Я много общаюсь с людьми, которых интересуют буддийские техники, мой опыт. В нашем городе есть такие люди, иногда езжу с визитами по Украине, по интернету мне пишут со всего мира.

– Сейчас очень распространено мнение о том, что глобальные катастрофы в виде изменений климата, войн, пандемии, обрушившихся на планету – это не что иное, как реакция на жизнь и поступки людей, превратившихся в общество потребления. Как Вы к этому относитесь?

– Для меня это очевидный факт. Человечество своей жизнедеятельностью очень вредно влияет на планету. Когда не было таких технологий, которые существуют сейчас – это не было так заметно. Недавно один буддийский монах, который раньше работал на рыбацком судне в Индонезии, рассказал, что рыбы в океане уже практически не осталось. Океан не успевает восстанавливаться, чему способствуют новые технологии, которые активно внедряются в том числе при отлове рыбы.
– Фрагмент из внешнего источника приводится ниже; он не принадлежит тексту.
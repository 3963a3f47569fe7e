use laudo_core::models::finding::{Category, FindingDefinition};
use laudo_core::models::selection::{FindingInstance, FindingState, Laterality, parse_quantity};
use laudo_knowledge::KnowledgeBase;
use laudo_knowledge::error::KnowledgeError;
use tracing::debug;

use crate::action::SelectionAction;
use crate::error::EngineError;
use crate::store::FindingStateStore;

/// Applies user actions to a [`FindingStateStore`] while keeping the
/// selection consistent:
///
/// - a category's normal variant and its altered findings are never checked
///   together; checking one side clears the other,
/// - unchecking a finding forgets its size, laterality and instances,
/// - a multi-occurrence finding always has one instance per parsed quantity.
///
/// Attribute edits on a finding that is not checked are ignored.
pub struct SelectionRules<'kb> {
    kb: &'kb KnowledgeBase,
}

impl<'kb> SelectionRules<'kb> {
    pub fn new(kb: &'kb KnowledgeBase) -> Self {
        Self { kb }
    }

    pub fn apply(
        &self,
        store: &mut FindingStateStore,
        exam_type: &str,
        action: &SelectionAction,
    ) -> Result<(), EngineError> {
        match action {
            SelectionAction::Check { finding } => self.toggle(store, exam_type, finding, true),
            SelectionAction::Uncheck { finding } => self.toggle(store, exam_type, finding, false),
            SelectionAction::Quantity { finding, text } => {
                self.set_quantity(store, exam_type, finding, text)
            }
            SelectionAction::Size { finding, size } => self.set_size(store, exam_type, finding, size),
            SelectionAction::Laterality {
                finding,
                laterality,
            } => self.set_laterality(store, exam_type, finding, *laterality),
            SelectionAction::Instance {
                finding,
                index,
                size,
                laterality,
            } => self.set_instance(
                store,
                exam_type,
                finding,
                *index,
                FindingInstance::new(size.as_str(), *laterality),
            ),
        }
    }

    /// Check or uncheck `finding_id`.
    ///
    /// Checking an already checked finding keeps its attributes.
    pub fn toggle(
        &self,
        store: &mut FindingStateStore,
        exam_type: &str,
        finding_id: &str,
        checked: bool,
    ) -> Result<(), EngineError> {
        let (category, definition) = self.resolve(exam_type, finding_id)?;

        if !checked {
            store.clear(finding_id);
            debug!(finding = finding_id, "finding unchecked");
            return Ok(());
        }
        if store.is_checked(finding_id) {
            return Ok(());
        }

        if definition.is_normal_variant {
            for other in category.findings.iter().filter(|f| f.id != definition.id) {
                if !store.get(&other.id).is_empty() {
                    store.clear(&other.id);
                    debug!(finding = %other.id, normal = finding_id, "cleared by normal variant");
                }
            }
        } else if let Some(normal) = category.normal_variant()
            && !store.get(&normal.id).is_empty()
        {
            store.clear(&normal.id);
            debug!(finding = %normal.id, altered = finding_id, "normal variant cleared");
        }

        store.set(finding_id, initial_state(definition));
        debug!(finding = finding_id, category = %category.name, "finding checked");
        Ok(())
    }

    /// Record the quantity text of a multi-occurrence finding and resize its
    /// instance list to match.
    ///
    /// Unparseable text (blank, zero, negative, non-numeric, or above
    /// [`MAX_QUANTITY`](laudo_core::models::selection::MAX_QUANTITY)) is kept
    /// as typed and leaves zero instances. Growing appends empty instances;
    /// shrinking truncates from the end.
    pub fn set_quantity(
        &self,
        store: &mut FindingStateStore,
        exam_type: &str,
        finding_id: &str,
        text: &str,
    ) -> Result<(), EngineError> {
        let (_, definition) = self.resolve(exam_type, finding_id)?;
        if !definition.has_quantity {
            return Err(not_applicable(finding_id, "a quantity"));
        }
        let Some(mut state) = checked_state(store, finding_id) else {
            return Ok(());
        };

        state.quantity_text = text.to_string();
        match parse_quantity(text) {
            Some(count) => state.instances.resize(count, FindingInstance::EMPTY),
            None => state.instances.clear(),
        }
        debug!(
            finding = finding_id,
            quantity = text,
            instances = state.instances.len(),
            "quantity updated"
        );
        store.set(finding_id, state);
        Ok(())
    }

    pub fn set_size(
        &self,
        store: &mut FindingStateStore,
        exam_type: &str,
        finding_id: &str,
        size: &str,
    ) -> Result<(), EngineError> {
        let (_, definition) = self.resolve(exam_type, finding_id)?;
        if !definition.requires_size || definition.has_quantity {
            return Err(not_applicable(finding_id, "a size"));
        }
        let Some(mut state) = checked_state(store, finding_id) else {
            return Ok(());
        };

        state.size = size.to_string();
        store.set(finding_id, state);
        Ok(())
    }

    pub fn set_laterality(
        &self,
        store: &mut FindingStateStore,
        exam_type: &str,
        finding_id: &str,
        laterality: Option<Laterality>,
    ) -> Result<(), EngineError> {
        let (_, definition) = self.resolve(exam_type, finding_id)?;
        if !definition.has_laterality || definition.has_quantity {
            return Err(not_applicable(finding_id, "a laterality"));
        }
        let Some(mut state) = checked_state(store, finding_id) else {
            return Ok(());
        };

        state.laterality = laterality;
        store.set(finding_id, state);
        Ok(())
    }

    /// Replace the attributes of occurrence `index` of a multi-occurrence
    /// finding.
    pub fn set_instance(
        &self,
        store: &mut FindingStateStore,
        exam_type: &str,
        finding_id: &str,
        index: usize,
        instance: FindingInstance,
    ) -> Result<(), EngineError> {
        let (_, definition) = self.resolve(exam_type, finding_id)?;
        if !definition.has_quantity {
            return Err(not_applicable(finding_id, "per-instance attributes"));
        }
        if !definition.requires_size && !instance.size.trim().is_empty() {
            return Err(not_applicable(finding_id, "a size"));
        }
        if !definition.has_laterality && instance.laterality.is_some() {
            return Err(not_applicable(finding_id, "a laterality"));
        }
        let Some(mut state) = checked_state(store, finding_id) else {
            return Ok(());
        };

        let len = state.instances.len();
        let slot = state
            .instances
            .get_mut(index)
            .ok_or_else(|| EngineError::InstanceOutOfRange {
                finding_id: finding_id.to_string(),
                index,
                len,
            })?;
        *slot = instance;
        store.set(finding_id, state);
        Ok(())
    }

    fn resolve(
        &self,
        exam_type: &str,
        finding_id: &str,
    ) -> Result<(&'kb Category, &'kb FindingDefinition), EngineError> {
        let category = self.kb.category_of(exam_type, finding_id)?;
        let definition = category
            .finding(finding_id)
            .ok_or_else(|| KnowledgeError::UnknownFinding(finding_id.to_string()))?;
        Ok((category, definition))
    }
}

fn initial_state(definition: &FindingDefinition) -> FindingState {
    if definition.has_quantity {
        FindingState {
            is_checked: true,
            quantity_text: "1".to_string(),
            instances: vec![FindingInstance::EMPTY],
            ..FindingState::EMPTY
        }
    } else {
        FindingState {
            is_checked: true,
            ..FindingState::EMPTY
        }
    }
}

/// Copy of the state of a checked finding; `None` (logged) otherwise.
fn checked_state(store: &FindingStateStore, finding_id: &str) -> Option<FindingState> {
    let state = store.get(finding_id);
    if state.is_checked {
        Some(state.clone())
    } else {
        debug!(finding = finding_id, "ignoring attribute edit on unchecked finding");
        None
    }
}

fn not_applicable(finding_id: &str, attribute: &'static str) -> EngineError {
    EngineError::AttributeNotApplicable {
        finding_id: finding_id.to_string(),
        attribute,
    }
}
В буддизме есть такой концепт – причинно-следственная связь. То есть нет бога, творца, который за что-то наказывает, но есть простой закон. Каждый человек несет как личную, так и коллективную ответственность за поступки, которые он совершает. И это может затронуть несколько поколений.

– Что, по-Вашему, каждый человек может сделать?

– Согласно буддийскому учению, есть три основных загрязнения – это гнев, жадность и невежество, и они лечатся соответственно добротой, щедростью и развитием мудрости. Сейчас информации много, но люди выбирают ту, которую им воспринимать комфортней, когда можно переложить ответственность на кого-то. Отсюда – невежество. Изменения возможны, когда человек начнет думать не только о себе, но и о благе сообщества. Есть два варианта развития событий – сознание человека меняется, когда он лично соприкасается с катастрофой или, когда он решает, что так жить нельзя, нужно развивать свой ум, чтобы оценить настоящую реальность.

– От каких качеств, состояний Вам хотелось бы избавиться в самом себе?

– Чтобы достичь нирваны (ниббаны) – ультимативной цели почти каждого буддиста, нужно постепенно очищать свой ум от загрязнений. Этого нельзя сделать только размышлениями.  Это можно сделать с помощью медитации, концентрации ума. Во мне еще много невежества, лени. Я, конечно, совершенствуюсь с каждым годом, но еще есть куда расти.

– Вы планируете вернуться в монастырь?                            

– В Бирме недавно произошел военный переворот, и до 2024 въезд туда закрыт. Я планирую поехать в монастырь, но где он будет пока не знаю.